I’m fine.  A cover teacher forced my son to participate in PE even though he communicated his pain, she didn’t believe him and joked unkindly that he should see a doctor (he’s seeing many). This teacher will never regain his trust.

I’m fine.  I can’t seem to take a breath today, it is shallow and fast as my autonomic system is struggling to balance itself.  I feel like I’m wading through mud.

I’m fine.  I stepped on a stone at the end of a really nice walk, literally 10 yards from the front door. I sprained my ankle and went over like what only can be described as a see-saw; ankle, knee, hip, elbow, shoulder in perfect succession, finally stopping as my face skimmed the floor.  Managing to cut open my leg through denim.

I’m fine. My daughter is screaming uncontrollably in a combination of pain, exhaustion and helplessness. After pain relief, a massage and a warm bath I can do no more to help her but to gently hold her and re-assure her that she’ll be OK.

I’m fine.  I fell twice out for a walk while pushing my daughter in her wheelchair. Today (well most days actually) walking without looking at my feet seems to render me incapable of staying upright at all. Two scabby knees and a cut on the top of one foot and I’m beginning to regret wearing shorts.

I’m fine.  We’ve spent the last 12 hours being sent across London from one hospital to another for emergency brain scans on our son after they found pressure behind his eyes and his peripheral vision affected, thankfully they rule out a mass. The longest… 12… hours… of… my… life.

I’m fine.  I get barely any sleep and when I finally get up I realise that a bone has subluxated somewhere in my foot.   Weight bearing is agony, actually, sitting is agony.  But the kids have an early orthotics appointment at the hospital, church services, school, so I brace my foot as best I can.  I manage to get a physio appointment 5 days later to manipulate it back into place.

I’m fine.  I learn that my child’s class teacher has decided (all by herself) not to apply her shoulder brace for the last six months in school, the very thing to keep her shoulder safe from a dislocation during play times and PE.

I’m fine.

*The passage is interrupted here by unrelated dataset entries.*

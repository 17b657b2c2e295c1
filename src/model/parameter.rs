//! `parameter` holds the named tensor-valued parameters of a model.
//!
//! A parameter is either *literal* (a tensor loaded from options or set
//! programmatically) or *nonlinear*: bound to the output variable of
//! another model, in which case reading the parameter reads the
//! injected `parameters.<name>` input variable of the consuming model.

use super::model::ModelRef;
use super::name::VariableName;
use super::variable::Var;
use crate::errors::{MateriaError, Result};
use crate::tensor::Tensor;
use indexmap::IndexMap;
use std::cell::RefCell;
use std::rc::Rc;

/// A nonlinear parameter: the model providing it, the output variable
/// on that model, and the injected input variable on the consumer.
#[derive(Clone)]
pub struct NonlinearParameter {
    pub provider: ModelRef,
    pub provider_var: VariableName,
    pub var: Var,
}

/// A handle to a declared parameter.
#[derive(Clone)]
pub enum Param {
    Literal(Rc<RefCell<Tensor>>),
    Nonlinear(Var),
}

impl Param {
    /// The current parameter value. For a nonlinear parameter this is
    /// the value of the injected input variable.
    pub fn value(&self) -> Result<Tensor> {
        match self {
            Param::Literal(slot) => Ok(slot.borrow().clone()),
            Param::Nonlinear(var) => var.value(),
        }
    }

    pub fn is_nonlinear(&self) -> bool {
        matches!(self, Param::Nonlinear(_))
    }
}

/// The parameter storage of one model.
#[derive(Default)]
pub struct ParameterStore {
    params: IndexMap<String, Param>,
    nl_params: IndexMap<String, NonlinearParameter>,
    buffers: IndexMap<String, Tensor>,
}

impl ParameterStore {
    pub fn new() -> Self {
        Self::default()
    }

    /// Declares a literal parameter.
    pub fn declare(&mut self, name: &str, value: Tensor) -> Result<Param> {
        if self.params.contains_key(name) {
            return Err(MateriaError::setup(format!(
                "parameter '{}' has already been declared",
                name
            )));
        }
        let param = Param::Literal(Rc::new(RefCell::new(value)));
        self.params.insert(name.to_string(), param.clone());
        Ok(param)
    }

    /// Declares a nonlinear parameter backed by another model's output
    /// variable and the injected input variable `var`.
    pub fn declare_nonlinear(
        &mut self,
        name: &str,
        provider: ModelRef,
        provider_var: VariableName,
        var: Var,
    ) -> Result<Param> {
        if self.params.contains_key(name) || self.nl_params.contains_key(name) {
            return Err(MateriaError::setup(format!(
                "nonlinear parameter '{}' has already been registered",
                name
            )));
        }
        self.nl_params.insert(
            name.to_string(),
            NonlinearParameter {
                provider,
                provider_var,
                var: var.clone(),
            },
        );
        let param = Param::Nonlinear(var);
        self.params.insert(name.to_string(), param.clone());
        Ok(param)
    }

    /// Whether this store has any nonlinear parameter.
    pub fn has_nl_param(&self) -> bool {
        !self.nl_params.is_empty()
    }

    /// The nonlinear parameter registered under `name`, if any.
    pub fn nl_param(&self, name: &str) -> Option<&NonlinearParameter> {
        self.nl_params.get(name)
    }

    pub fn named_nonlinear_parameters(&self) -> impl Iterator<Item = (&String, &NonlinearParameter)> {
        self.nl_params.iter()
    }

    pub fn get(&self, name: &str) -> Result<Param> {
        self.params.get(name).cloned().ok_or_else(|| {
            MateriaError::setup(format!("there is no parameter named '{}'", name))
        })
    }

    /// Updates the value of a literal parameter.
    pub fn set(&self, name: &str, value: Tensor) -> Result<()> {
        match self.params.get(name) {
            Some(Param::Literal(slot)) => {
                *slot.borrow_mut() = value;
                Ok(())
            }
            Some(Param::Nonlinear(_)) => Err(MateriaError::unsupported(format!(
                "parameter '{}' is nonlinear; its value is provided by another model",
                name
            ))),
            None => Err(MateriaError::setup(format!(
                "there is no parameter named '{}'",
                name
            ))),
        }
    }

    /// The literal parameters in declaration order.
    pub fn iter_literal(&self) -> impl Iterator<Item = (&String, &Rc<RefCell<Tensor>>)> {
        self.params.iter().filter_map(|(name, param)| match param {
            Param::Literal(slot) => Some((name, slot)),
            Param::Nonlinear(_) => None,
        })
    }

    pub fn declare_buffer(&mut self, name: &str, value: Tensor) -> Result<Tensor> {
        if self.buffers.contains_key(name) {
            return Err(MateriaError::setup(format!(
                "buffer '{}' has already been declared",
                name
            )));
        }
        self.buffers.insert(name.to_string(), value.clone());
        Ok(value)
    }

    pub fn named_buffers(&self) -> impl Iterator<Item = (&String, &Tensor)> {
        self.buffers.iter()
    }

    /// The literal parameter values, in declaration order.
    pub fn collect_stack(&self) -> Vec<Tensor> {
        self.iter_literal().map(|(_, slot)| slot.borrow().clone()).collect()
    }

    /// Replaces the literal parameter values from a stack, in
    /// declaration order.
    pub fn assign_stack<I>(&self, stack: &mut I) -> Result<()>
    where
        I: Iterator<Item = Tensor>,
    {
        for (name, slot) in self.params.iter().filter_map(|(n, p)| match p {
            Param::Literal(slot) => Some((n, slot)),
            Param::Nonlinear(_) => None,
        }) {
            let value = stack.next().ok_or_else(|| {
                MateriaError::trace(format!(
                    "the parameter stack ran out before parameter '{}'",
                    name
                ))
            })?;
            *slot.borrow_mut() = value;
        }
        Ok(())
    }
}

As I stood up in the middle of my Pilates class to change position from lying to standing the sudden pooling of blood in my legs and the inability of my heart to pump enough blood to my brain makes me come over hot and clammy.  As if in slow motion the room started to spin as I began to pass out.

I’m fine.  My son comes home tired, really tired to the point he can barely string a sentence together. I learn that his new teacher is refusing his requests for water in the afternoons even though the importance of hydration is clearly written into his care plan.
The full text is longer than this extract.